Neural Discovery in Mathematics: Do Machines Dream of Colored Planes?

Our ICML 2025 Spotlight Paper Neural Discovery in Mathematics: Do Machines Dream of Colored Planes? introduces a novel neural network approach to tackle the famous Hadwiger-Nelson problem and related geometric coloring challenges. We reformulate the combinatorial task as a continuous optimization problem, enabling neural networks to find probabilistic colorings. This led to discovering two new 6-colorings, marking the first progress in 30 years on a key variant involving different forbidden distances and significantly expanding the known solution range.

 ICML25  PDF  Code

The chromatic number of the plane

The Hadwiger-Nelson (HN) problem, first posed in 1950, asks a fundamental question at the intersection of geometry and combinatorics: What is the minimum number of colors needed to color the entire Euclidean plane $\mathbb{R}^2$ such that no two points at unit distance share the same color? This minimum number is referred to as the chromatic number of the plane, denoted $\chi(\mathbb{R}^2)$, as it is the chromatic number of the infinite graph with vertex set $\mathbb{R}^2$ and edges connecting pairs of points at unit distance. What makes this seemingly simple setup challenging is the combination between discrete choices (the colors) with continuous geometry (the distance on the plane).

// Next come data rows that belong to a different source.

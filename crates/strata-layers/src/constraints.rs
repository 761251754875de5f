//! Resize constraints inferred from layout.
//!
//! Layout that centers or end-aligns a box is folded into a set of
//! effective `auto` margins, which then map to a constraint per axis.
//! Boxes with no such layout scale horizontally and pin to the top.

use std::collections::BTreeMap;

use strata_css::{ComputedStyle, is_px_length};

use crate::context::StyleContext;
use crate::layer::{ConstraintType, Constraints, LayerKind, LayerNode, MetaLayer, SourceRef};

/// Plugin-data key for `position` when it is `absolute` or `fixed`.
pub const POSITION_KEY: &str = "position";
/// Plugin-data key for the horizontal sizing mode.
pub const WIDTH_TYPE_KEY: &str = "widthType";
/// Plugin-data key for the vertical sizing mode.
pub const HEIGHT_TYPE_KEY: &str = "heightType";

/// Whether the start and end margins on one axis behave as `auto` after the
/// layout rules are applied.
#[derive(Debug, Clone, Copy, Default)]
struct AutoMargins {
    start: bool,
    end: bool,
}

impl AutoMargins {
    fn from_style(style: &ComputedStyle, start: &str, end: &str) -> Self {
        Self {
            start: style.value(start) == "auto",
            end: style.value(end) == "auto",
        }
    }

    fn both(&mut self) {
        self.start = true;
        self.end = true;
    }

    fn start_only(&mut self) {
        self.start = true;
        self.end = false;
    }

    /// Auto on both sides centers; auto on the start side alone pushes the
    /// box to the end edge.
    fn resolve(self, otherwise: ConstraintType) -> ConstraintType {
        match (self.start, self.end) {
            (true, true) => ConstraintType::Center,
            (true, false) => ConstraintType::Max,
            _ => otherwise,
        }
    }
}

/// Constraints and plugin data for one layer.
#[derive(Debug, Clone, PartialEq, Eq)]
pub struct Inference {
    /// Horizontal and vertical rules.
    pub constraints: Constraints,
    /// `position`, `widthType` and `heightType` entries, when known.
    pub data: BTreeMap<String, String>,
}

impl Inference {
    fn bare(constraints: Constraints) -> Self {
        Self {
            constraints,
            data: BTreeMap::new(),
        }
    }
}

/// Infer the constraints of a layer produced from `source`.
///
/// Total: every layer gets a result. Layers without a source element or
/// parent fall back to [`Constraints::DEFAULT`]; SVG layers are centered
/// horizontally and pinned to the top.
pub fn infer_constraints(
    ctx: &dyn StyleContext,
    layer: &LayerNode,
    source: Option<SourceRef>,
) -> Inference {
    if matches!(layer.kind, LayerKind::Svg { .. }) {
        return Inference::bare(Constraints {
            horizontal: ConstraintType::Center,
            vertical: ConstraintType::Min,
        });
    }

    let Some(source) = source else {
        return Inference::bare(Constraints::DEFAULT);
    };
    let dom = ctx.dom();
    // Text is laid out by its parent element.
    let element = if dom.as_element(source.node).is_some() {
        Some(source.node)
    } else {
        dom.parent_element(source.node)
    };
    let Some(element) = element else {
        return Inference::bare(Constraints::DEFAULT);
    };
    let pseudo = if element == source.node {
        source.pseudo
    } else {
        None
    };
    let Some(parent) = dom.parent_element(element) else {
        return Inference::bare(Constraints::DEFAULT);
    };

    let hidden = ctx.computed_style_hidden(element, pseudo);
    let style = ctx.computed_style(element, pseudo);
    let parent_style = ctx.computed_style(parent, None);

    let mut horizontal = AutoMargins::from_style(hidden, "margin-left", "margin-right");
    let mut vertical = AutoMargins::from_style(hidden, "margin-top", "margin-bottom");
    let mut data = BTreeMap::new();

    let position = style.value("position");
    if position == "absolute" || position == "fixed" {
        let _ = data.insert(POSITION_KEY.to_string(), position.to_string());
    }
    if is_px_length(hidden.value("height")) {
        let _ = data.insert(HEIGHT_TYPE_KEY.to_string(), "fixed".to_string());
    }
    if is_px_length(hidden.value("width")) {
        let _ = data.insert(WIDTH_TYPE_KEY.to_string(), "fixed".to_string());
    }

    if style.is_inline_level() {
        match parent_style.value("text-align") {
            "center" => horizontal.both(),
            "right" => horizontal.start = true,
            _ => {}
        }
        match style.value("vertical-align") {
            "middle" => vertical.both(),
            "bottom" => vertical.start_only(),
            _ => {}
        }
        let _ = data.insert(WIDTH_TYPE_KEY.to_string(), "shrink".to_string());
    }

    if parent_style.is_flex_container() {
        apply_flex(parent_style, &mut horizontal, &mut vertical);
    }

    if layer.text().is_some() {
        match style.value("text-align") {
            "center" => horizontal.both(),
            "right" => horizontal.start_only(),
            _ => {}
        }
    }

    Inference {
        constraints: Constraints {
            horizontal: horizontal.resolve(ConstraintType::Scale),
            vertical: vertical.resolve(ConstraintType::Min),
        },
        data,
    }
}

/// Main axis from `justify-content` on rows, `align-items` on columns; cross
/// axis the other way round.
fn apply_flex(parent: &ComputedStyle, horizontal: &mut AutoMargins, vertical: &mut AutoMargins) {
    let (main, cross) = match parent.value("flex-direction") {
        "row" => (parent.value("justify-content"), parent.value("align-items")),
        "column" => (parent.value("align-items"), parent.value("justify-content")),
        _ => return,
    };

    if main == "center" {
        horizontal.both();
    } else if main.contains("end") || main.contains("right") {
        horizontal.start_only();
    }

    if cross == "center" {
        vertical.both();
    } else if cross.contains("end") || cross.contains("bottom") {
        vertical.start_only();
    }
}

/// Set constraints and plugin data on every layer of a meta tree.
pub fn apply_constraints(ctx: &dyn StyleContext, meta: &mut MetaLayer) {
    meta.walk_mut(&mut |node| {
        let inference = infer_constraints(ctx, &node.layer, node.source);
        node.layer.constraints = Some(inference.constraints);
        node.layer.data.extend(inference.data);
    });
}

Despite over 70 years of research, the exact value of $\chi(\mathbb{R}^2)$ remains unknown. It is currently bounded between 5 and 7, i.e., $5 \le \chi(\mathbb{R}^2) \le 7$. Establishing lower bounds typically involves constructing finite unit-distance graphs—graphs with a high chromatic number, that is, graphs that can be embedded in the plane in a way such that edges connect points exactly one unit apart. Notable examples include the Moser spindle, which requires 4 colors , and a large graph discovered by Aubrey de Grey in 2018, proving $\chi(\mathbb{R}^2) \ge 5$ . Conversely, upper bounds are demonstrated by providing explicit coloring patterns for the entire plane. The best-known upper bound of 7 is realized by many different constructions, the most well known of which is a coloring based on a hexagonal tiling of the plane . Closing the gap between 5 and 7 remains a significant open problem in mathematics.

In this work, we focus on improving the upper bounds. We explore how neural networks (NNs) can serve as a tool for mathematical discovery, guiding our intuition towards potential new constructions for this problem and its variants.

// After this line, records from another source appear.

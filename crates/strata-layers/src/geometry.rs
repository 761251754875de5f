//! Visibility and effective rectangles.

use strata_dom::{NodeId, Rect};

use crate::context::{Pseudo, StyleContext};

/// Whether an element (or one of its pseudo-elements) renders.
///
/// Walks the element and its ancestors. Hidden when any of them has
/// `display: none`, `visibility: hidden`, or clips overflow while being less
/// than one pixel tall (collapsed dropdowns and accordions). The pseudo
/// style is consulted for the first step only.
pub fn is_visible(ctx: &dyn StyleContext, node: NodeId, pseudo: Option<Pseudo>) -> bool {
    let dom = ctx.dom();
    let mut current = Some(node);
    let mut pseudo = pseudo;
    // Bounded by the arena size so a corrupt parent chain cannot spin.
    let mut remaining = dom.len() + 1;

    while let Some(id) = current {
        if remaining == 0 || dom.as_element(id).is_none() {
            break;
        }
        remaining -= 1;

        let style = ctx.computed_style(id, pseudo);
        if style.is_display_none() || style.is_visibility_hidden() {
            return false;
        }
        if style.clips_overflow()
            && ctx.bounding_rect(id, None).map_or(0.0, |r| r.height) < 1.0
        {
            return false;
        }

        pseudo = None;
        current = dom.parent(id);
    }
    true
}

/// The rect a layer for this element or pseudo-element covers, or `None`
/// when it is narrower or shorter than one pixel.
///
/// With `aggregate_inline` set, an inline element with element children
/// covers the union of its children's rects, widened to its own box when
/// that is wider.
pub fn resolve_rect(
    ctx: &dyn StyleContext,
    node: NodeId,
    pseudo: Option<Pseudo>,
    aggregate_inline: bool,
) -> Option<Rect> {
    let rect = if aggregate_inline && pseudo.is_none() {
        aggregate_rect(ctx, node, ctx.dom().len())?
    } else {
        ctx.bounding_rect(node, pseudo)?
    };
    (!rect.is_degenerate()).then_some(rect)
}

fn aggregate_rect(ctx: &dyn StyleContext, node: NodeId, depth_budget: usize) -> Option<Rect> {
    let own = ctx.bounding_rect(node, None);
    if depth_budget == 0 || !ctx.computed_style(node, None).is_inline_level() {
        return own;
    }

    let dom = ctx.dom();
    let union = dom
        .children(node)
        .iter()
        .filter(|&&child| dom.as_element(child).is_some())
        .filter_map(|&child| aggregate_rect(ctx, child, depth_budget - 1))
        .reduce(|acc, rect| acc.union(&rect));

    match (union, own) {
        (Some(union), Some(own)) if own.width > union.width => Some(Rect::new(
            own.left,
            union.top,
            own.width,
            union.height,
        )),
        (Some(union), _) => Some(union),
        (None, own) => own,
    }
}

A New Approach: Neural Networks for Mathematical Discovery

Modeling the Coloring Problem

We introduce a new approach to generate colorings which avoid unit distance conflicts using NNs. The core idea is to reframe the combinatorial problem as a continuous optimization task that NNs are well-suited to handle. Instead of assigning a fixed color (a discrete choice) to each point, we relax the constraint by defining a probabilistic coloring. We train the NN to output a probability distribution over the available colors for any given point $(x, y) \in \mathbb{R}^2$.

Let $p_\theta: \mathbb{R}^2 \to \Delta_c$ be an NN parameterized by $\theta$, where $c$ is the number of colors and $\Delta_c$ is the $c$-dimensional probability simplex. For an input point $x \in \mathbb{R}^2$, the output $p_\theta(x) = (p_1, …, p_c)$ represents the probability distribution over the colors that point $x$ can attain.

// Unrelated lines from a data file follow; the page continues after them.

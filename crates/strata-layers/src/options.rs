//! Conversion options.
//!
//! Options load from a `strata.toml` file; every field has a default so a
//! partial file (or none at all) is valid.

use std::path::Path;

use serde::{Deserialize, Serialize};
use strata_css::{Rgba, parse_color};
use strum_macros::{Display, EnumString};

use crate::error::ConfigError;

/// Default ceiling for both reconciliation loops.
pub const DEFAULT_ITERATION_LIMIT: usize = 10_000;

/// Default fill for placeholder text in empty form controls.
pub const DEFAULT_PLACEHOLDER_COLOR: &str = "#757575";

/// How per-element layers are nested into a tree.
#[derive(Debug, Clone, Copy, Default, PartialEq, Eq, Serialize, Deserialize, Display, EnumString)]
#[serde(rename_all = "lowercase")]
#[strum(serialize_all = "lowercase")]
pub enum AssemblyStrategy {
    /// Single pre-order walk with a parent-keyed multimap.
    #[default]
    Canonical,
    /// Flat bag of layers repaired to a fixed point.
    Reconcile,
}

/// Order of a frame's `children` array.
#[derive(Debug, Clone, Copy, Default, PartialEq, Eq, Serialize, Deserialize, Display, EnumString)]
#[serde(rename_all = "kebab-case")]
#[strum(serialize_all = "kebab-case")]
pub enum PaintOrder {
    /// Highest z-index first.
    #[default]
    TopmostFirst,
    /// Lowest z-index first.
    BottommostFirst,
}

/// Options for [`crate::convert`].
#[derive(Debug, Clone, Serialize, Deserialize)]
#[serde(default)]
pub struct ConvertOptions {
    /// Nest layers into frames. When false the output is flat.
    pub use_frames: bool,
    /// Nesting strategy used when `use_frames` is set.
    pub strategy: AssemblyStrategy,
    /// Run common-ancestor regrouping after canonical assembly.
    pub group_common_ancestors: bool,
    /// Ceiling for the reconciliation and regrouping loops.
    pub iteration_limit: usize,
    /// Sort direction for children.
    pub paint_order: PaintOrder,
    /// Union inline elements' child rects into their own rect.
    pub aggregate_inline_rects: bool,
    /// Fill for placeholder text in empty inputs and textareas.
    pub placeholder_color: String,
}

impl Default for ConvertOptions {
    fn default() -> Self {
        Self {
            use_frames: true,
            strategy: AssemblyStrategy::Canonical,
            group_common_ancestors: false,
            iteration_limit: DEFAULT_ITERATION_LIMIT,
            paint_order: PaintOrder::TopmostFirst,
            aggregate_inline_rects: false,
            placeholder_color: DEFAULT_PLACEHOLDER_COLOR.to_string(),
        }
    }
}

impl ConvertOptions {
    /// Load options from a TOML file.
    ///
    /// # Errors
    ///
    /// Returns [`ConfigError`] if the file cannot be read, is not valid TOML,
    /// or names an unparsable placeholder color.
    pub fn load_from_file<P: AsRef<Path>>(path: P) -> Result<Self, ConfigError> {
        let path = path.as_ref();
        let content = std::fs::read_to_string(path).map_err(|source| ConfigError::Io {
            path: path.to_path_buf(),
            source,
        })?;
        Self::from_toml_str(&content)
    }

    /// Parse options from TOML text.
    ///
    /// # Errors
    ///
    /// Returns [`ConfigError`] on invalid TOML or an unparsable placeholder
    /// color.
    pub fn from_toml_str(content: &str) -> Result<Self, ConfigError> {
        let options: Self = toml::from_str(content)?;
        if parse_color(&options.placeholder_color).is_none() {
            return Err(ConfigError::Invalid(format!(
                "placeholder_color '{}' is not a color",
                options.placeholder_color
            )));
        }
        Ok(options)
    }

    /// The placeholder fill, falling back to the default gray.
    #[must_use]
    pub fn placeholder_rgba(&self) -> Rgba {
        parse_color(&self.placeholder_color)
            .or_else(|| parse_color(DEFAULT_PLACEHOLDER_COLOR))
            .unwrap_or(Rgba::BLACK)
    }
}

We then train the network in an unsupervised way, that is, without labeled data. Instead, we define a way to measure how “bad” a probabilistic coloring is according to the problem’s constraints. The resulting loss function is differentiable thanks to the probabilistic nature of the relaxed problem, allowing us to measure the violation of the unit distance constraint within a finite region $[-R,R]^2$. For the standard Hadwiger-Nelson problem, the loss function calculates the expected probability that two points $x, y$ exactly one unit apart do share the same color when said colors are sampled from their respective distributions $p_\theta(x)$ and $p_\theta(y)$:

\[\mathcal{L}(\theta) = \int_{[-R, R]^2} \int_{\partial B_1(x)} p_\theta(x)^T p_\theta(y) \; \mathrm{d}y \; \mathrm{d}x,\]

where $\partial B_1(x)$ is the unit circle around $x$.

In practice, we approximate this loss and its gradient using Monte Carlo sampling. At each training step, we sample a batch of $n$ center points $x_i \sim \mathcal{U}([-R, R]^2)$ and for each $x_i$, we sample $m$ points $y_{ij} \sim \mathcal{U}(\partial B_1(x_i))$ from the unit circle around it. The loss for the batch is then approximated by the average conflict probability:

\[\mathcal{L}(\theta) \approx \frac{1}{nm} \sum_{i=1}^{n} \sum_{j=1}^{m} p_\theta(x_i)^T p_\theta(y_{ij}).\]

The entire setup is differentiable with respect to the network parameters $\theta$, allowing us to use standard gradient descent algorithms (like Adam ) to iteratively adjust $\theta$ and minimize the loss. As the loss decreases, the network learns to assign probabilities such that points at unit distance are less likely to receive the same color.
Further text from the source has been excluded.